The band's last studio effort, 2020's Private Lives, was a double album recorded over months at multiple studios. By contrast, Art Dealers sees the group return to its DIY roots.
"Doing [Private Lives] that way made a huge mess for three years," Weiner said. "And then I had to figure out what the hell to do with it. So when it came time to cut Art Dealers, I thought, Shit, I know how to do this. I've got a great band, some good songs. Let's knock this out in a week."
True to his word, Weiner and his band recorded the basic tracks for the record in three days. It's the quickest, dirtiest record Low Cut Connie have made since their debut, Get Out the Lotion, which was recorded in 2010 in a garage in Gainesville, Fla., at former guitarist Neil Duncan's house.
"This record is a culmination of a lot of things, really," Weiner said. One was "Tough Cookies," the quarantine-era broadcast series in which he appeared at home on his piano, putting together what he dubbed a "soul music variety show."
"Doing 'Tough Cookies' was such a big deal for me," he said. "Not only because it was a way to keep interacting with fans, but it made me do something I hadn't had time to do in years: practice."
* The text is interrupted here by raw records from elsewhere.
mod cfg;
mod creds;
mod envfile;
mod errors;
mod hosting;
mod mirror;
mod scan;
mod ui;
mod vault;
mod vcs;

use anyhow::{Context, Result};
use clap::{Parser, Subcommand};
use std::path::PathBuf;
use std::time::Duration;

use crate::creds::CredentialResolver;
use crate::errors::SyncError;
use crate::hosting::Platform;
use crate::mirror::{MirrorJob, SyncEngine, SystemGit};
use crate::scan::Scanner;
use crate::vault::query::QueryEngine;
use crate::vault::{BwCli, VaultClient};

/// Vaultsync - materialize secrets from a vault and mirror repositories across hosting platforms
#[derive(Parser)]
#[command(name = "vaultsync")]
#[command(author, version, about, long_about = None)]
struct Cli {
    /// Verbose output
    #[arg(short, long, global = true)]
    verbose: bool,

    /// Path to config file (defaults to ~/.vaultsync/config.toml)
    #[arg(long, global = true)]
    config: Option<PathBuf>,

    #[command(subcommand)]
    command: Commands,
}

#[derive(Subcommand)]
enum Commands {
    /// Write the default configuration
    Init {
        /// Force initialization even if config exists
        #[arg(short, long)]
        force: bool,
    },

    /// Materialize secrets files from the vault
    #[command(subcommand)]
    Env(EnvCommands),

    /// Query the vault directly
    #[command(subcommand)]
    Vault(VaultCommands),

    /// List repositories on a hosting platform
    Repos {
        /// Account whose repositories to list
        owner: String,

        /// Platform (github, gitlab)
        #[arg(short, long, default_value = "github")]
        platform: String,
    },

    /// Mirror all of an account's repositories to another platform
    Mirror {
        /// Source account
        owner: String,

        /// Source platform (github, gitlab)
        #[arg(long, default_value = "github")]
        from: String,

        /// Destination platform (github, gitlab)
        #[arg(long, default_value = "gitlab")]
        to: String,

        /// Destination namespace (defaults to config, then the source owner)
        #[arg(long)]
        dest_owner: Option<String>,

        /// Worker pool size (1 = sequential)
        #[arg(short, long)]
        jobs: Option<usize>,

        /// Only mirror the first N repositories
        #[arg(long)]
        limit: Option<usize>,

        /// Skip the confirmation prompt
        #[arg(short, long)]
        yes: bool,
    },

    /// Copy a file into the current repository and commit it, gated by the secret scanner
    Land {
        /// File to commit
        file: PathBuf,

        /// Repository subdirectory to place it in
        dest: String,

        /// Commit message
        #[arg(short, long)]
        message: Option<String>,

        /// Commit even if the scanner flags the file
        #[arg(short, long)]
        force: bool,
    },

    /// Scan a file with the secret heuristics and report the verdict
    Scan {
        /// File to scan
        file: PathBuf,
    },

    /// Run diagnostics and check external tools
    Doctor,

    /// Edit or view configuration
    Config {
        /// Open config in editor
        #[arg(long)]
        edit: bool,

        /// Show current configuration
        #[arg(long)]
        show: bool,
    },
}

#[derive(Subcommand)]
enum VaultCommands {
    /// Search items by name
    Find {
        /// Case-insensitive substring matched against item names
        query: String,
    },

    /// Print one field of an item
    Field {
        /// Item id
        id: String,

        /// Field name (the primary password backs PASSWORD when no custom
        /// field matches)
        name: String,
    },
}

#[derive(Subcommand)]
enum EnvCommands {
    /// Build a secrets file from vault items matching a pattern
    Build {
        /// Case-insensitive substring matched against item and field names
        pattern: String,

        /// Output path (defaults to the configured env output)
        #[arg(short, long)]
        output: Option<PathBuf>,

        /// Print the resulting file for verification
        #[arg(short, long)]
        interactive: bool,
    },
}

fn main() -> Result<()> {
    let cli = Cli::parse();

    if cli.verbose {
        std::env::set_var("RUST_LOG", "debug");
    }

    ui::init();

    let config_path = cli.config.unwrap_or_else(|| {
        dirs::home_dir()
            .expect("Could not find home directory")
            .join(".vaultsync")
            .join("config.toml")
    });

    let result = match cli.command {
        Commands::Init { force } => cmd_init(config_path, force),
        Commands::Env(subcmd) => cmd_env(config_path, subcmd),
        Commands::Vault(subcmd) => cmd_vault(config_path, subcmd),
        Commands::Repos { owner, platform } => cmd_repos(config_path, owner, platform),
        Commands::Mirror {
            owner,
            from,
            to,
            dest_owner,
            jobs,
            limit,
            yes,
        } => cmd_mirror(config_path, owner, from, to, dest_owner, jobs, limit, yes),
        Commands::Land {
            file,
            dest,
            message,
            force,
        } => cmd_land(config_path, file, dest, message, force),
        Commands::Scan { file } => cmd_scan(config_path, file),
        Commands::Doctor => cmd_doctor(config_path),
        Commands::Config { edit, show } => cmd_config(config_path, edit, show),
    };

    if let Err(e) = result {
        ui::error(&format!("Error: {:#}", e));
        std::process::exit(1);
    }

    Ok(())
}

fn cmd_init(config_path: PathBuf, force: bool) -> Result<()> {
    ui::info("Initializing vaultsync...");
    cfg::init(config_path, force)?;
    ui::success("Vaultsync initialized successfully!");
    ui::hint("Set BW_SESSION plus GITHUB_TOKEN/GITLAB_TOKEN in your environment to get started");
    Ok(())
}

fn cmd_env(config_path: PathBuf, subcmd: EnvCommands) -> Result<()> {
    let config = cfg::load_or_default(&config_path)?;

    match subcmd {
        EnvCommands::Build {
            pattern,
            output,
            interactive,
        } => {
            let output = output.unwrap_or_else(|| config.env_output_path());

            // Operator-driven command, so interactive unlock is allowed
            let resolver = CredentialResolver::new(&config, true);
            let session = resolver.vault_session()?;

            let client = BwCli::new(
                &config.vault.cli,
                session.expose(),
                Duration::from_secs(config.general.timeout_secs),
            );

            ui::info(&format!("Querying vault for items matching '{}'", pattern));
            let report = envfile::build(&client, &pattern, &output, interactive)?;

            if report.items_matched == 0 {
                ui::info(&format!(
                    "No vault items matched '{}' - {} left untouched",
                    pattern,
                    output.display()
                ));
            } else {
                ui::success(&format!(
                    "Wrote {} entries from {} items to {}",
                    report.entries_written,
                    report.items_matched,
                    output.display()
                ));
            }
        }
    }

    Ok(())
}

fn cmd_vault(config_path: PathBuf, subcmd: VaultCommands) -> Result<()> {
    let config = cfg::load_or_default(&config_path)?;

    let resolver = CredentialResolver::new(&config, true);
    let session = resolver.vault_session()?;

    let client = BwCli::new(
        &config.vault.cli,
        session.expose(),
        Duration::from_secs(config.general.timeout_secs),
    );
    let engine = QueryEngine::new(&client);

    match subcmd {
        VaultCommands::Find { query } => {
            let items = engine.find(&query)?;

            let rows = items
                .iter()
                .map(|i| vec![i.id.clone(), i.name.clone()])
                .collect();
            ui::print_table(&["id", "name"], rows);

            ui::info(&format!("{} items", items.len()));
        }
        VaultCommands::Field { id, name } => {
            let item = client.get_item(&id)?;

            match engine.logical_value(&item, &name)? {
                Some(value) => println!("{}", value),
                None => ui::info(&format!("Item '{}' has no field '{}'", item.name, name)),
            }
        }
    }

    Ok(())
}

fn cmd_repos(config_path: PathBuf, owner: String, platform: String) -> Result<()> {
    let config = cfg::load_or_default(&config_path)?;
    let platform = Platform::from_str(&platform)?;

    let resolver = CredentialResolver::new(&config, false);
    let token = match resolver.host_token(platform) {
        Ok(cred) => Some(cred),
        Err(_) => {
            ui::warn(&format!(
                "No {} token configured (set {}); listing public repositories only",
                platform,
                platform.token_env_vars().join(" or ")
            ));
            None
        }
    };

    ui::info(&format!("Listing {} repositories for {}", platform, owner));
    let enumerator = hosting::enumerator_for(platform, &config, token.as_ref())?;
    let repos = enumerator.list_user_repos(&owner)?;

    let rows = repos
        .iter()
        .map(|r| vec![r.full_name.clone(), r.clone_url.clone()])
        .collect();
    ui::print_table(&["repository", "clone url"], rows);

    ui::info(&format!("{} repositories", repos.len()));
    Ok(())
}

fn cmd_mirror(
    config_path: PathBuf,
    owner: String,
    from: String,
    to: String,
    dest_owner: Option<String>,
    jobs: Option<usize>,
    limit: Option<usize>,
    yes: bool,
) -> Result<()> {
    let config = cfg::load_or_default(&config_path)?;
    let from = Platform::from_str(&from)?;
    let to = Platform::from_str(&to)?;

    if from == to {
        anyhow::bail!("Source and destination platform are the same");
    }

    let resolver = CredentialResolver::new(&config, false);

    // Nothing downstream works without a destination credential
    let dest_token = resolver.host_token(to)?;

    let source_token = match resolver.host_token(from) {
        Ok(cred) => Some(cred),
        Err(_) => {
            ui::warn(&format!(
                "No {} token configured; mirroring public repositories only",
                from
            ));
            None
        }
    };

    ui::info(&format!("Enumerating {} repositories for {}", from, owner));
    let enumerator = hosting::enumerator_for(from, &config, source_token.as_ref())?;
    let mut repos = enumerator.list_user_repos(&owner)?;

    if let Some(limit) = limit {
        repos.truncate(limit);
    }

    if repos.is_empty() {
        ui::info("Nothing to mirror");
        return Ok(());
    }

    let dest_owner = dest_owner
        .or_else(|| config.mirror.dest_owner.clone())
        .unwrap_or_else(|| owner.clone());

    let jobs_n = jobs.unwrap_or(config.mirror.jobs).max(1);

    ui::info(&format!(
        "Mirroring {} repositories to {}/{} ({} worker{})",
        repos.len(),
        to,
        dest_owner,
        jobs_n,
        if jobs_n == 1 { "" } else { "s" }
    ));

    if !yes
        && !ui::prompt_confirm(
            &format!("Mirror {} repositories to {}?", repos.len(), to),
            true,
        )
    {
        anyhow::bail!("Mirror cancelled");
    }

    vcs::check_git()?;

    let mirror_jobs: Vec<MirrorJob> = repos
        .into_iter()
        .map(|r| MirrorJob::new(r, to, &dest_owner))
        .collect();

    let transport = SystemGit {
        timeout: Duration::from_secs(config.general.timeout_secs),
    };
    let engine = SyncEngine::new(&transport, source_token.as_ref(), &dest_token);

    let pb = ui::progress_bar(mirror_jobs.len() as u64, "Mirroring repositories");
    let report = engine.run_batch(mirror_jobs, jobs_n, Some(&pb));
    pb.finish_and_clear();

    report.print_summary();

    let failed = report.failed();
    if failed > 0 {
        return Err(SyncError::PartialBatchFailure {
            failed,
            total: report.jobs.len(),
        }
        .into());
    }

    ui::success(&format!("Mirrored {} repositories", report.succeeded()));
    Ok(())
}

fn cmd_land(
    config_path: PathBuf,
    file: PathBuf,
    dest: String,
    message: Option<String>,
    force: bool,
) -> Result<()> {
    let config = cfg::load_or_default(&config_path)?;
    let scanner = Scanner::from_config(&config)?;

    vcs::check_git()?;

    let committed = vcs::commit_file(
        &scanner,
        &file,
        &dest,
        message,
        force,
        Duration::from_secs(config.general.timeout_secs),
    )?;

    ui::success(&format!("Committed {}", committed.display()));
    Ok(())
}

fn cmd_scan(config_path: PathBuf, file: PathBuf) -> Result<()> {
    let config = cfg::load_or_default(&config_path)?;
    let scanner = Scanner::from_config(&config)?;

    let verdict = scanner.scan_file(&file)?;
    match verdict.reason() {
        None => {
            ui::success(&format!("{}: clean", file.display()));
            Ok(())
        }
        Some(reason) => Err(SyncError::SecretDetected { path: file, reason }.into()),
    }
}

fn cmd_doctor(config_path: PathBuf) -> Result<()> {
    ui::info("Running diagnostics...");

    let config = cfg::load_or_default(&config_path)?;
    let resolver = CredentialResolver::new(&config, false);

    let checks = vec![
        ("Git installed", vcs::check_git()),
        ("Vault CLI installed", check_vault_cli(&config)),
        ("Config file exists", cfg::check_exists(&config_path)),
        (
            "Vault session configured",
            resolver.vault_session().map(|_| ()),
        ),
        (
            "GitHub token configured",
            resolver.host_token(Platform::GitHub).map(|_| ()),
        ),
        (
            "GitLab token configured",
            resolver.host_token(Platform::GitLab).map(|_| ()),
        ),
    ];

    let mut has_issues = false;
    for (check, result) in checks {
        match result {
            Ok(_) => ui::success(&format!("✓ {}", check)),
            Err(e) => {
                has_issues = true;
                ui::error(&format!("✗ {}: {:#}", check, e));
            }
        }
    }

    if !has_issues {
        ui::success("All checks passed!");
    } else {
        ui::hint("Tokens come from the environment: BW_SESSION, GITHUB_TOKEN/GH_TOKEN, GITLAB_TOKEN/GL_TOKEN");
    }

    Ok(())
}

fn check_vault_cli(config: &cfg::Config) -> Result<()> {
    which::which(&config.vault.cli)
        .with_context(|| format!("{} not found in PATH", config.vault.cli))?;
    Ok(())
}

fn cmd_config(config_path: PathBuf, edit: bool, show: bool) -> Result<()> {
    if edit {
        cfg::edit(&config_path)?;
        ui::success("Configuration edited");
    } else if show {
        let config = cfg::load_or_default(&config_path)?;
        println!("{}", toml::to_string_pretty(&config)?);
    } else {
        ui::hint("Use --edit to modify or --show to view the configuration");
    }

    Ok(())
}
The constant cycle of touring with Low Cut Connie gave Weiner precious little time to play his piano when he wasn't onstage. On "Tough Cookies," he ran through a wide swath of covers, from Prince's "Little Red Corvette" to "The Message" by Grandmaster Flash and the Furious Five.
"It was so cool to learn from those songs and see how other people write music. I learned a lot about writing," Weiner said. "And, yeah, it probably informed how I wrote on Art Dealers. But I don't really think too much about my songwriting. I just do it. It's like your sex life: It's not to be discussed too freely."
It's a big year for Weiner and Low Cut Connie. He has codirected a documentary, also called Art Dealers, that chronicles a run of the band's shows in 2022 at New York City's Sony Hall and Blue Note, intercut with footage covering Low Cut Connie's entire history. A testament to the band's devotion to live rock and roll, the film will premiere at the Richmond International Film Festival in Virginia on September 30, followed by screenings closer to Weiner's home base in Philadelphia and Asbury Park, N.J.
"We've been around for over 12 years now," Weiner said. "It's been like running at 80 miles per hour and never stopping, even during the pandemic. I don't really do the reflection thing too much. I'm always on to the next thing. But I'm really, really proud of this film."
As for the new record, Weiner couldn't think of a better town in which to celebrate its release than Burlington.
"There are plenty of audiences full of people who want to look cool," he said. "But some people are more interested in feeling good than worrying about looking cool, and Burlington is like that. I feel like, when I come to town, I can get everybody to loosen up and feel good. That's what I do — that's my job."
Cheers to Weiner and Low Cut Connie for making Vermonters feel good, even all those years ago when there were only six of us in the Monkey.